Problem to work on - Search the records for the string "clock" and return each line that has it.

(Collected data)
= = =

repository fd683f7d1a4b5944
use crate::utils::error::{DueDateError, Result};
use chrono::{Duration, NaiveDate, NaiveDateTime, NaiveTime, Timelike};
use serde::{Deserialize, Serialize};

/// One raw schedule slot as read from configuration.
///
/// A missing `start` marks the day as off.
#[derive(Debug, Clone, Default, PartialEq, Eq, Serialize, Deserialize)]
pub struct DayBoundaries {
    pub start: Option<String>,
    pub end: Option<String>,
}

impl DayBoundaries {
    pub fn new(start: impl Into<String>, end: impl Into<String>) -> Self {
        Self {
            start: Some(start.into()),
            end: Some(end.into()),
        }
    }

    pub fn off() -> Self {
        Self::default()
    }
}

/// A reported issue: when it was created and how many working hours it gets.
#[derive(Debug, Clone, Copy, PartialEq, Eq, Serialize, Deserialize)]
pub struct Issue {
    date: NaiveDateTime,
    lead_time_hours: u32,
}

impl Issue {
    /// Creation instants are kept to the minute.
    pub fn new(date: NaiveDateTime, lead_time_hours: u32) -> Self {
        let date = date - Duration::seconds(i64::from(date.second()))
            - Duration::nanoseconds(i64::from(date.nanosecond()));
        Self {
            date,
            lead_time_hours,
        }
    }

    /// Builds an issue from `YYYY-MM-DD`, `HH:MM` and a whole number of hours.
    pub fn parse(date: &str, time: &str, lead_time_hours: &str) -> Result<Self> {
        let day = NaiveDate::parse_from_str(date.trim(), "%Y-%m-%d")
            .map_err(|e| DueDateError::parse(date, format!("issue date must be YYYY-MM-DD: {e}")))?;
        let clock = NaiveTime::parse_from_str(time.trim(), "%H:%M")
            .map_err(|e| DueDateError::parse(time, format!("issue time must be HH:MM: {e}")))?;
        let lead_time = lead_time_hours.trim().parse::<u32>().map_err(|e| {
            DueDateError::parse(lead_time_hours, format!("lead time must be whole hours: {e}"))
        })?;

        Ok(Self::new(day.and_time(clock), lead_time))
    }

    pub fn date(&self) -> NaiveDateTime {
        self.date
    }

    pub fn lead_time_hours(&self) -> u32 {
        self.lead_time_hours
    }

    pub fn lead_time_minutes(&self) -> i64 {
        i64::from(self.lead_time_hours) * 60
    }
}
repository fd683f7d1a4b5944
pub mod due_date;
pub mod time_range;
pub mod time_span;
pub mod validator;
pub mod workdays;

pub use crate::domain::model::{DayBoundaries, Issue};
pub use crate::domain::ports::ScheduleProvider;
pub use crate::utils::error::Result;
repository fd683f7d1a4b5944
use crate::core::time_range::TimeRange;
use crate::core::workdays::{WorkdaysConfiguration, WorkingWindow};
use crate::domain::model::Issue;
use serde::Serialize;
use std::fmt;

/// Why an issue cannot be scheduled.
#[derive(Debug, Clone, Copy, PartialEq, Eq, Serialize)]
#[serde(tag = "reason", rename_all = "snake_case")]
pub enum InvalidReason {
    NotAWorkingDay,
    OutsideWorkingHours { working_hours: WorkingWindow },
}

impl fmt::Display for InvalidReason {
    fn fmt(&self, f: &mut fmt::Formatter<'_>) -> fmt::Result {
        match self {
            Self::NotAWorkingDay => write!(f, "not a working day"),
            Self::OutsideWorkingHours { working_hours } => {
                write!(f, "outside working hours, window {}", working_hours)
            }
        }
    }
}

#[derive(Debug, Clone, Copy, PartialEq, Eq)]
pub struct ValidationResult {
    pub valid: bool,
    pub reason: Option<InvalidReason>,
}

impl ValidationResult {
    fn valid() -> Self {
        Self {
            valid: true,
            reason: None,
        }
    }

    fn invalid(reason: InvalidReason) -> Self {
        Self {
            valid: false,
            reason: Some(reason),
        }
    }
}

/// Checks that an issue was created during working hours.
///
/// An out-of-hours issue is an ordinary outcome, not an error.
pub struct IssueValidator<'a> {
    workdays_configuration: &'a WorkdaysConfiguration,
}

impl<'a> IssueValidator<'a> {
    pub fn new(workdays_configuration: &'a WorkdaysConfiguration) -> Self {
        Self {
            workdays_configuration,
        }
    }

    pub fn date_is_valid(&self, issue: &Issue) -> bool {
        self.validate(issue).valid
    }

    pub fn validate(&self, issue: &Issue) -> ValidationResult {
        let day = issue.date().date();
        let Some(window) = self.workdays_configuration.working_window(day) else {
            tracing::debug!(%day, "Issue falls on a day off");
            return ValidationResult::invalid(InvalidReason::NotAWorkingDay);
        };

        if !window.on(day).contains(&TimeRange::moment(issue.date())) {
            tracing::debug!(issue = %issue.date(), %window, "Issue outside working hours");
            return ValidationResult::invalid(InvalidReason::OutsideWorkingHours {
                working_hours: window,
            });
        }

        ValidationResult::valid()
    }
}
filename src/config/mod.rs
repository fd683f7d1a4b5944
#[cfg(feature = "cli")]
pub mod cli;
pub mod toml_config;

#[cfg(feature = "cli")]
pub use cli::CliConfig;
pub use toml_config::TomlConfig;
pub mod app;
pub mod config;
pub mod core;
pub mod domain;
pub mod utils;

#[cfg(feature = "cli")]
pub use crate::config::CliConfig;
pub use crate::config::TomlConfig;

pub use crate::app::engine::{DueDateEngine, Outcome};
pub use crate::core::due_date::DueDateCalculator;
pub use crate::core::time_range::{TimeInterval, TimeRange};
pub use crate::core::time_span::TimeSpan;
pub use crate::core::validator::{InvalidReason, IssueValidator, ValidationResult};
pub use crate::core::workdays::{WorkdaysConfiguration, WorkingWindow};
pub use crate::domain::model::{DayBoundaries, Issue};
pub use crate::utils::error::{DueDateError, Result};
use crate::domain::model::DayBoundaries;
use crate::utils::error::Result;

/// A source of the raw weekly schedule, Monday first.
///
/// Fewer than seven entries leave the remaining days off.
pub trait ScheduleProvider: Send + Sync {
    fn working_hours(&self) -> Result<Vec<Option<DayBoundaries>>>;
}

impl ScheduleProvider for [Option<DayBoundaries>] {
    fn working_hours(&self) -> Result<Vec<Option<DayBoundaries>>> {
        Ok(self.to_vec())
    }
}
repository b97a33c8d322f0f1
//! Configuration management subsystem.
//!
//! # Data Flow
//! ```text
//! config file (TOML)
//!     → loader.rs (parse & deserialize)
//!     → validation.rs (semantic checks)
//!     → ServerConfig (validated, immutable)
//!     → runtime-only fields attached via builder methods
//!     → handed to Server::new
//! ```
//!
//! # Design Decisions
//! - Config is immutable once constructed
//! - All fields have defaults to allow minimal configs
//! - Validation separates syntactic (serde) from semantic checks
//! - The authorization manager and response transformer are runtime values,
//!   not file content; they attach through `with_*` builders

pub mod loader;
pub mod schema;
pub mod validation;

pub use loader::{load_config, ConfigError};
pub use schema::{ObservabilityConfig, ServerConfig, StaticFilesConfig, TlsConfig};
pub use validation::{validate_config, ValidationError};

= = =

Answer box -
        let clock = NaiveTime::parse_from_str(time.trim(), "%H:%M")
        Ok(Self::new(day.and_time(clock), lead_time))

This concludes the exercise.